Reproduce exactly, and only, the lines below from the one containing "IREN OFFSET(18) NUMBITS(1) []" through the one containing "and receive FIFOs.".

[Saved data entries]
===============
// Licensed under the Apache License, Version 2.0 or the MIT License.
// SPDX-License-Identifier: Apache-2.0 OR MIT
// Copyright Tock Contributors 2022.

//! Low Power Universal Asynchronous Receiver/Transmitter (LPUART).

use tock_registers::registers::{ReadOnly, ReadWrite};
use tock_registers::{register_bitfields, register_structs};

use crate::interrupts;
use crate::static_ref::StaticRef;

pub const LPUART_INSTANCE_COUNT: usize = 2;

register_structs! {
    pub LpuartRegisters {
        (0x00 => pub verid: ReadOnly<u32, VERID::Register>),
        (0x04 => pub param: ReadOnly<u32, PARAM::Register>),
        (0x08 => pub global: ReadWrite<u32, GLOBAL::Register>),
        (0x0C => pub pincfg: ReadWrite<u32, PINCFG::Register>),
        (0x10 => pub baud: ReadWrite<u32, BAUD::Register>),
        // Flags in STAT[31:30] and STAT[20:14] are cleared by writing one.
        (0x14 => pub stat: ReadWrite<u32, STAT::Register>),
        (0x18 => pub ctrl: ReadWrite<u32, CTRL::Register>),
        (0x1C => pub data: ReadWrite<u32, DATA::Register>),
        (0x20 => pub match_addr: ReadWrite<u32, MATCH::Register>),
        (0x24 => pub modir: ReadWrite<u32, MODIR::Register>),
        (0x28 => pub fifo: ReadWrite<u32, FIFO::Register>),
        (0x2C => pub water: ReadWrite<u32, WATER::Register>),
        (0x30 => @END),
    }
}

register_bitfields![u32,
    pub VERID [
        FEATURE OFFSET(0) NUMBITS(16) [
            Standard = 1,
            ModemIrda = 3
        ],
        MINOR OFFSET(16) NUMBITS(8) [],
        MAJOR OFFSET(24) NUMBITS(8) []
    ],
    pub PARAM [
        /// log2 of the transmit FIFO depth
        TXFIFO OFFSET(0) NUMBITS(8) [],
        /// log2 of the receive FIFO depth
        RXFIFO OFFSET(8) NUMBITS(8) []
    ],
    pub GLOBAL [
        /// Hold every register except GLOBAL in reset
        RST OFFSET(1) NUMBITS(1) []
    ],
    pub PINCFG [
        TRGSEL OFFSET(0) NUMBITS(2) [
            Disabled = 0,
            RxdInput = 1,
            CtsInput = 2,
            TxdModulation = 3
        ]
    ],
    pub BAUD [
        /// Divider from the asynchronous module clock, zero stops the
        /// baud rate generator
        SBR OFFSET(0) NUMBITS(13) [],
        /// Two stop bits
        SBNS OFFSET(13) NUMBITS(1) [],
        RXEDGIE OFFSET(14) NUMBITS(1) [],
        LBKDIE OFFSET(15) NUMBITS(1) [],
        RESYNCDIS OFFSET(16) NUMBITS(1) [],
        /// Sample on both edges of the baud clock, required for OSR 3 to 6
        BOTHEDGE OFFSET(17) NUMBITS(1) [],
        MATCFG OFFSET(18) NUMBITS(2) [
            AddressMatchWakeup = 0,
            IdleMatchWakeup = 1,
            MatchOnMatchOff = 2,
            RwuOnDataMatch = 3
        ],
        /// Receive DMA request when RDRF is set
        RDMAE OFFSET(21) NUMBITS(1) [],
        /// Transmit DMA request when TDRE is set
        TDMAE OFFSET(23) NUMBITS(1) [],
        /// Samples per bit minus one. Values 1 and 2 are reserved
        OSR OFFSET(24) NUMBITS(5) [],
        M10 OFFSET(29) NUMBITS(1) [],
        MAEN2 OFFSET(30) NUMBITS(1) [],
        MAEN1 OFFSET(31) NUMBITS(1) []
    ],
    pub STAT [
        MA2F OFFSET(14) NUMBITS(1) [],
        MA1F OFFSET(15) NUMBITS(1) [],
        /// Parity error
        PF OFFSET(16) NUMBITS(1) [],
        /// Framing error
        FE OFFSET(17) NUMBITS(1) [],
        /// Noise detected
        NF OFFSET(18) NUMBITS(1) [],
        /// Receive overrun
        OR OFFSET(19) NUMBITS(1) [],
        IDLE OFFSET(20) NUMBITS(1) [],
        /// Receive data available
        RDRF OFFSET(21) NUMBITS(1) [],
        /// Transmission complete, including the stop bit
        TC OFFSET(22) NUMBITS(1) [],
        /// Room in the transmit buffer
        TDRE OFFSET(23) NUMBITS(1) [],
        RAF OFFSET(24) NUMBITS(1) [],
        LBKDE OFFSET(25) NUMBITS(1) [],
        BRK13 OFFSET(26) NUMBITS(1) [],
        RWUID OFFSET(27) NUMBITS(1) [],
        RXINV OFFSET(28) NUMBITS(1) [],
        MSBF OFFSET(29) NUMBITS(1) [],
        RXEDGIF OFFSET(30) NUMBITS(1) [],
        LBKDIF OFFSET(31) NUMBITS(1) []
    ],
    pub CTRL [
        PT OFFSET(0) NUMBITS(1) [
            Even = 0,
            Odd = 1
        ],
        PE OFFSET(1) NUMBITS(1) [],
        ILT OFFSET(2) NUMBITS(1) [
            AfterStart = 0,
            AfterStop = 1
        ],
        WAKE OFFSET(3) NUMBITS(1) [
            IdleLine = 0,
            AddressMark = 1
        ],
        /// Nine data bits
        M OFFSET(4) NUMBITS(1) [],
        RSRC OFFSET(5) NUMBITS(1) [],
        DOZEEN OFFSET(6) NUMBITS(1) [],
        LOOPS OFFSET(7) NUMBITS(1) [],
        /// Idle characters that must be seen before IDLE is set
        IDLECFG OFFSET(8) NUMBITS(3) [
            Idle1 = 0,
            Idle2 = 1,
            Idle4 = 2,
            Idle8 = 3,
            Idle16 = 4,
            Idle32 = 5,
            Idle64 = 6,
            Idle128 = 7
        ],
        /// Seven data bits
        M7 OFFSET(11) NUMBITS(1) [],
        MA2IE OFFSET(14) NUMBITS(1) [],
        MA1IE OFFSET(15) NUMBITS(1) [],
        SBK OFFSET(16) NUMBITS(1) [],
        RWU OFFSET(17) NUMBITS(1) [],
        RE OFFSET(18) NUMBITS(1) [],
        TE OFFSET(19) NUMBITS(1) [],
        ILIE OFFSET(20) NUMBITS(1) [],
        RIE OFFSET(21) NUMBITS(1) [],
        TCIE OFFSET(22) NUMBITS(1) [],
        TIE OFFSET(23) NUMBITS(1) [],
        PEIE OFFSET(24) NUMBITS(1) [],
        FEIE OFFSET(25) NUMBITS(1) [],
        NEIE OFFSET(26) NUMBITS(1) [],
        ORIE OFFSET(27) NUMBITS(1) [],
        TXINV OFFSET(28) NUMBITS(1) [],
        TXDIR OFFSET(29) NUMBITS(1) [],
        R9T8 OFFSET(30) NUMBITS(1) [],
        R8T9 OFFSET(31) NUMBITS(1) []
    ],
    pub DATA [
        /// Character bits, up to ten
        DATA OFFSET(0) NUMBITS(10) [],
        IDLINE OFFSET(11) NUMBITS(1) [],
        RXEMPT OFFSET(12) NUMBITS(1) [],
        /// On read, framing error. On write, send a break or idle character
        FRETSC OFFSET(13) NUMBITS(1) [],
        PARITYE OFFSET(14) NUMBITS(1) [],
        NOISY OFFSET(15) NUMBITS(1) []
    ],
    pub MATCH [
        MA1 OFFSET(0) NUMBITS(10) [],
        MA2 OFFSET(16) NUMBITS(10) []
    ],
    pub MODIR [
        TXCTSE OFFSET(0) NUMBITS(1) [],
        TXRTSE OFFSET(1) NUMBITS(1) [],
        TXRTSPOL OFFSET(2) NUMBITS(1) [],
        RXRTSE OFFSET(3) NUMBITS(1) [],
        TXCTSC OFFSET(4) NUMBITS(1) [],
        TXCTSSRC OFFSET(5) NUMBITS(1) [],
        RTSWATER OFFSET(8) NUMBITS(2) [],
        /// Width of the infrared transmit pulse, in OSR+1 units
        TNP OFFSET(16) NUMBITS(2) [],
        IREN OFFSET(18) NUMBITS(1) []
    ],
    pub FIFO [
        RXFIFOSIZE OFFSET(0) NUMBITS(3) [],
        RXFE OFFSET(3) NUMBITS(1) [],
        TXFIFOSIZE OFFSET(4) NUMBITS(3) [],
        TXFE OFFSET(7) NUMBITS(1) [],
        RXUFE OFFSET(8) NUMBITS(1) [],
        TXOFE OFFSET(9) NUMBITS(1) [],
        RXIDEN OFFSET(10) NUMBITS(3) [],
        RXFLUSH OFFSET(14) NUMBITS(1) [],
        TXFLUSH OFFSET(15) NUMBITS(1) [],
        RXUF OFFSET(16) NUMBITS(1) [],
        TXOF OFFSET(17) NUMBITS(1) [],
        RXEMPT OFFSET(22) NUMBITS(1) [],
        TXEMPT OFFSET(23) NUMBITS(1) []
    ],
    // The S32K118 FIFOs are four words deep, so counts need three bits and
    // watermarks two.
    pub WATER [
        TXWATER OFFSET(0) NUMBITS(2) [],
        TXCOUNT OFFSET(8) NUMBITS(3) [],
        RXWATER OFFSET(16) NUMBITS(2) [],
        RXCOUNT OFFSET(24) NUMBITS(3) []
    ]
];

pub const LPUART0_BASE_ADDR: usize = 0x4006_A000;
pub const LPUART1_BASE_ADDR: usize = 0x4006_B000;

pub const LPUART0_BASE: StaticRef<LpuartRegisters> =
    unsafe { StaticRef::new(LPUART0_BASE_ADDR as *const LpuartRegisters) };
pub const LPUART1_BASE: StaticRef<LpuartRegisters> =
    unsafe { StaticRef::new(LPUART1_BASE_ADDR as *const LpuartRegisters) };

pub const LPUART_BASE_ADDRS: [usize; LPUART_INSTANCE_COUNT] =
    [LPUART0_BASE_ADDR, LPUART1_BASE_ADDR];
pub const LPUART_BASE_PTRS: [StaticRef<LpuartRegisters>; LPUART_INSTANCE_COUNT] =
    [LPUART0_BASE, LPUART1_BASE];
pub const LPUART_RX_TX_IRQS: [u32; LPUART_INSTANCE_COUNT] =
    [interrupts::LPUART0_RXTX, interrupts::LPUART1_RXTX];

/// Every write-one-to-clear flag in `STAT`.
pub const STAT_REG_FLAGS_MASK: u32 = 0xC01F_C000;
/// Write-one-to-clear flags in `FIFO` (`RXUF`, `TXOF`).
pub const FIFO_REG_FLAGS_MASK: u32 = 0x0003_0000;
/// `FIFO` bits to write to flush both FIFOs and clear their error flags.
pub const FIFO_RESET_MASK: u32 = 0x0003_C000;

/// Entries in each of the transmit and receive FIFOs.
pub const FIFO_SIZE: usize = 4;

/// `BAUD.OSR` after reset (16x oversampling).
pub const DEFAULT_OSR: u32 = 0x0F;
/// `BAUD.SBR` after reset.
pub const DEFAULT_SBR: u32 = 0x04;

/// Baud rate produced by a module clock of `clock_hz` with the given `SBR`
/// and `OSR` field values. `None` if `SBR` is zero, which disables the
/// baud rate generator.
pub fn baud_rate(clock_hz: u32, sbr: u32, osr: u32) -> Option<u32> {
    let divisor = osr.checked_add(1)?.checked_mul(sbr)?;
    clock_hz.checked_div(divisor)
}

#[cfg(test)]
mod tests {
    use super::*;
    use crate::field_check::{assert_field, assert_fields_fit};

    #[test]
    fn layout() {
        assert_eq!(core::mem::offset_of!(LpuartRegisters, match_addr), 0x20);
        assert_eq!(core::mem::offset_of!(LpuartRegisters, water), 0x2C);
        assert_eq!(core::mem::size_of::<LpuartRegisters>(), 0x30);
        assert_eq!(LPUART_RX_TX_IRQS, [31, 30]);
    }

    #[test]
    fn fields() {
        assert_field!(BAUD::SBR, 0, 13);
        assert_field!(BAUD::OSR, 24, 5);
        assert_field!(DATA::DATA, 0, 10);
        assert_field!(DATA::NOISY, 15, 1);
        assert_field!(FIFO::RXIDEN, 10, 3);
        assert_field!(WATER::RXCOUNT, 24, 3);
        assert_field!(MODIR::TNP, 16, 2);
    }

    #[test]
    fn flag_masks() {
        let stat = STAT::LBKDIF::SET
            + STAT::RXEDGIF::SET
            + STAT::IDLE::SET
            + STAT::OR::SET
            + STAT::NF::SET
            + STAT::FE::SET
            + STAT::PF::SET
            + STAT::MA1F::SET
            + STAT::MA2F::SET;
        assert_eq!(u32::from(stat), STAT_REG_FLAGS_MASK);
        assert_eq!(u32::from(FIFO::RXUF::SET + FIFO::TXOF::SET), FIFO_REG_FLAGS_MASK);
        assert_eq!(
            u32::from(FIFO::RXFLUSH::SET + FIFO::TXFLUSH::SET) | FIFO_REG_FLAGS_MASK,
            FIFO_RESET_MASK
        );
    }

    #[test]
    fn reset_baud_configuration() {
        assert_eq!(DEFAULT_OSR, 0x0F);
        assert_eq!(DEFAULT_SBR, 0x04);
        assert_eq!(u32::from(BAUD::OSR.val(DEFAULT_OSR) + BAUD::SBR.val(DEFAULT_SBR)), 0x0F00_0004);
    }

    #[test]
    fn baud_rates() {
        // 48 MHz FIRC, 16x oversampling.
        assert_eq!(baud_rate(48_000_000, 26, 15), Some(115_384));
        assert_eq!(baud_rate(8_000_000, 52, 15), Some(9_615));
        assert_eq!(baud_rate(8_000_000, 0, 15), None);
    }

    #[test]
    fn every_field_fits_its_register() {
        assert_fields_fit!(
            VERID [FEATURE, MINOR, MAJOR],
            PARAM [TXFIFO, RXFIFO],
            GLOBAL [RST],
            PINCFG [TRGSEL],
            BAUD [SBR, SBNS, RXEDGIE, LBKDIE, RESYNCDIS, BOTHEDGE, MATCFG, RDMAE, TDMAE, OSR, M10,
                MAEN2, MAEN1],
            STAT [MA2F, MA1F, PF, FE, NF, OR, IDLE, RDRF, TC, TDRE, RAF, LBKDE, BRK13, RWUID, RXINV,
                MSBF, RXEDGIF, LBKDIF],
            CTRL [PT, PE, ILT, WAKE, M, RSRC, DOZEEN, LOOPS, IDLECFG, M7, MA2IE, MA1IE, SBK, RWU,
                RE, TE, ILIE, RIE, TCIE, TIE, PEIE, FEIE, NEIE, ORIE, TXINV, TXDIR, R9T8, R8T9],
            DATA [DATA, IDLINE, RXEMPT, FRETSC, PARITYE, NOISY],
            MATCH [MA1, MA2],
            MODIR [TXCTSE, TXRTSE, TXRTSPOL, RXRTSE, TXCTSC, TXCTSSRC, RTSWATER, TNP, IREN],
            FIFO [RXFIFOSIZE, RXFE, TXFIFOSIZE, TXFE, RXUFE, TXOFE, RXIDEN, RXFLUSH, TXFLUSH, RXUF,
                TXOF, RXEMPT, TXEMPT],
            WATER [TXWATER, TXCOUNT, RXWATER, RXCOUNT],
        );
    }
}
===============
**Expected answer**
        IREN OFFSET(18) NUMBITS(1) []
    ],
    pub FIFO [
        RXFIFOSIZE OFFSET(0) NUMBITS(3) [],
        RXFE OFFSET(3) NUMBITS(1) [],
        TXFIFOSIZE OFFSET(4) NUMBITS(3) [],
        TXFE OFFSET(7) NUMBITS(1) [],
        RXUFE OFFSET(8) NUMBITS(1) [],
        TXOFE OFFSET(9) NUMBITS(1) [],
        RXIDEN OFFSET(10) NUMBITS(3) [],
        RXFLUSH OFFSET(14) NUMBITS(1) [],
        TXFLUSH OFFSET(15) NUMBITS(1) [],
        RXUF OFFSET(16) NUMBITS(1) [],
        TXOF OFFSET(17) NUMBITS(1) [],
        RXEMPT OFFSET(22) NUMBITS(1) [],
        TXEMPT OFFSET(23) NUMBITS(1) []
    ],
    // The S32K118 FIFOs are four words deep, so counts need three bits and
    // watermarks two.
    pub WATER [
        TXWATER OFFSET(0) NUMBITS(2) [],
        TXCOUNT OFFSET(8) NUMBITS(3) [],
        RXWATER OFFSET(16) NUMBITS(2) [],
        RXCOUNT OFFSET(24) NUMBITS(3) []
    ]
];

pub const LPUART0_BASE_ADDR: usize = 0x4006_A000;
pub const LPUART1_BASE_ADDR: usize = 0x4006_B000;

pub const LPUART0_BASE: StaticRef<LpuartRegisters> =
    unsafe { StaticRef::new(LPUART0_BASE_ADDR as *const LpuartRegisters) };
pub const LPUART1_BASE: StaticRef<LpuartRegisters> =
    unsafe { StaticRef::new(LPUART1_BASE_ADDR as *const LpuartRegisters) };

pub const LPUART_BASE_ADDRS: [usize; LPUART_INSTANCE_COUNT] =
    [LPUART0_BASE_ADDR, LPUART1_BASE_ADDR];
pub const LPUART_BASE_PTRS: [StaticRef<LpuartRegisters>; LPUART_INSTANCE_COUNT] =
    [LPUART0_BASE, LPUART1_BASE];
pub const LPUART_RX_TX_IRQS: [u32; LPUART_INSTANCE_COUNT] =
    [interrupts::LPUART0_RXTX, interrupts::LPUART1_RXTX];

/// Every write-one-to-clear flag in `STAT`.
pub const STAT_REG_FLAGS_MASK: u32 = 0xC01F_C000;
/// Write-one-to-clear flags in `FIFO` (`RXUF`, `TXOF`).
pub const FIFO_REG_FLAGS_MASK: u32 = 0x0003_0000;
/// `FIFO` bits to write to flush both FIFOs and clear their error flags.
pub const FIFO_RESET_MASK: u32 = 0x0003_C000;

/// Entries in each of the transmit and receive FIFOs.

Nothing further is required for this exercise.